Amazon Tries to Temporarily Tamp Down Consumer Demand

Amazon is so overwhelmed by orders that it’s trying to slow down demand. CommerceIQ’s Guru Hariharan said the growth of the last few months would ordinarily take years, comparing it to a “a run on the bank.” Not all products are available, and some will take weeks to deliver. Amazon has earmarked supplies for Amazon Fresh and Whole Foods and, for some products, prioritized customers with recurring orders. It’s also changed its website to discourage buying, even cancelling Mother’s Day and Father’s Day promotions.

The New York Times reports that, “for consumers, the changes have generated confusion just as people have turned more than ever to online shopping.” To decrease demand, “in recent weeks, Amazon has run fewer ads on Google that drive customers to its site … [and] is paying less to media sites that review products that refer customers to its listings.”

“They are trying to reduce demand, which is borderline insane, but I guess that is where we are,” said Marketplace Pulse chief executive Juozas Kaziukenas. Amazon senior vice president of corporate affairs Jay Carney admitted this is a unique situation, which has prompted “exceptions to our normal approach to serving our customers.”

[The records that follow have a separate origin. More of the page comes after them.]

//! Accounts, login and OTP endpoints.

use axum::{
    extract::State,
    http::StatusCode,
    Json,
};
use serde::Deserialize;
use serde_json::json;
use uuid::Uuid;
use validator::Validate;

use crate::api::extract::{ApiJson, ApiPath};
use crate::api::response::{created, ok, ApiResult, Envelope};
use crate::api::AppState;
use crate::domain::aggregates::{Profile, Role};
use crate::services::UserUpdate;

#[derive(Debug, Deserialize, Validate)]
pub struct RegisterRequest {
    #[validate(length(min = 6, max = 50, message = "Username must be 6-50 characters long."))]
    pub username: String,
    #[validate(length(min = 8, message = "Password must be at least 8 characters long."))]
    pub password: String,
    #[serde(default)]
    pub role: Option<String>,
    #[serde(flatten)]
    pub profile: Profile,
}

pub async fn register(State(s): State<AppState>, ApiJson(r): ApiJson<RegisterRequest>) -> ApiResult<(StatusCode, Json<Envelope>)> {
    r.validate()?;
    let user = s.users.register(&r.username, &r.password, r.profile).await?;
    Ok(created("Registration successful", json!({ "user": user })))
}

#[derive(Debug, Deserialize)]
pub struct LoginRequest {
    pub username: String,
    pub password: String,
}

pub async fn login(State(s): State<AppState>, ApiJson(r): ApiJson<LoginRequest>) -> ApiResult {
    let user = s.users.login(&r.username, &r.password).await?;
    Ok(ok("Login successful", json!({ "user": user })))
}

#[derive(Debug, Deserialize)]
pub struct ResetPasswordRequest {
    pub username: String,
    pub otp: String,
    #[serde(alias = "newPassword", alias = "password")]
    pub new_password: String,
}

pub async fn reset_password(State(s): State<AppState>, ApiJson(r): ApiJson<ResetPasswordRequest>) -> ApiResult {
    s.users.reset_password(&r.username, &r.otp, &r.new_password).await?;
    Ok(ok("Password reset successful", json!({})))
}

pub async fn list_users(State(s): State<AppState>) -> ApiResult {
    let users = s.users.list_users().await?;
    Ok(ok("Users retrieved", json!({ "users": users })))
}

/// Admin create; the role defaults to cashier.
pub async fn create_user(State(s): State<AppState>, ApiJson(r): ApiJson<RegisterRequest>) -> ApiResult<(StatusCode, Json<Envelope>)> {
    r.validate()?;
    let role = match r.role.as_deref() {
        Some(role) => role.parse()?,
        None => Role::Cashier,
    };
    let user = s.users.create_user(&r.username, &r.password, role, r.profile).await?;
    Ok(created("User created", json!({ "user": user })))
}

#[derive(Debug, Deserialize)]
pub struct UpdateUserRequest {
    pub role: Option<String>,
    pub is_verified: Option<bool>,
    pub password: Option<String>,
    pub firstname: Option<String>,
    pub lastname: Option<String>,
    pub gender: Option<String>,
    pub birth_date: Option<String>,
}

pub async fn update_user(State(s): State<AppState>, ApiPath(id): ApiPath<Uuid>, ApiJson(r): ApiJson<UpdateUserRequest>) -> ApiResult {
    let role: Option<Role> = r.role.as_deref().map(str::parse).transpose()?;
    let touches_profile = r.firstname.is_some() || r.lastname.is_some() || r.gender.is_some() || r.birth_date.is_some();
    let profile = touches_profile.then(|| Profile {
        firstname: r.firstname, lastname: r.lastname, gender: r.gender, birth_date: r.birth_date,
    });
    let user = s.users.update_user(id, UserUpdate { profile, role, is_verified: r.is_verified, password: r.password }).await?;
    Ok(ok("User updated", json!({ "user": user })))
}

pub async fn delete_user(State(s): State<AppState>, ApiPath(id): ApiPath<Uuid>) -> ApiResult {
    s.users.delete_user(id).await?;
    Ok(ok("User deleted", json!({ "id": id })))
}

#[derive(Debug, Deserialize)]
pub struct SendOtpRequest {
    pub email: String,
}

pub async fn send_otp(State(s): State<AppState>, ApiJson(r): ApiJson<SendOtpRequest>) -> ApiResult {
    s.users.send_otp(&r.email)?;
    Ok(ok("OTP sent successfully", json!({})))
}

#[derive(Debug, Deserialize)]
pub struct VerifyOtpRequest {
    pub email: String,
    pub otp: String,
}

pub async fn verify_otp(State(s): State<AppState>, ApiJson(r): ApiJson<VerifyOtpRequest>) -> ApiResult {
    s.users.verify_otp(&r.email, &r.otp).await?;
    Ok(ok("OTP verified successfully", json!({})))
}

Rakuten Intelligence reported that Amazon “orders were up almost 16 percent in just two weeks … and attendance among workers at Amazon’s warehouses had fallen, making it more difficult to fulfill orders.” On March 17, “Amazon told suppliers to stop sending in many items so that it could prioritize having workers and drivers handle household staples, medical supplies and other ‘high demand’ products.”

Amazon also showed that products “deemed to be a low priority would take many weeks to arrive,” which would give the company “more flexibility to fulfill orders and would suppress demand.”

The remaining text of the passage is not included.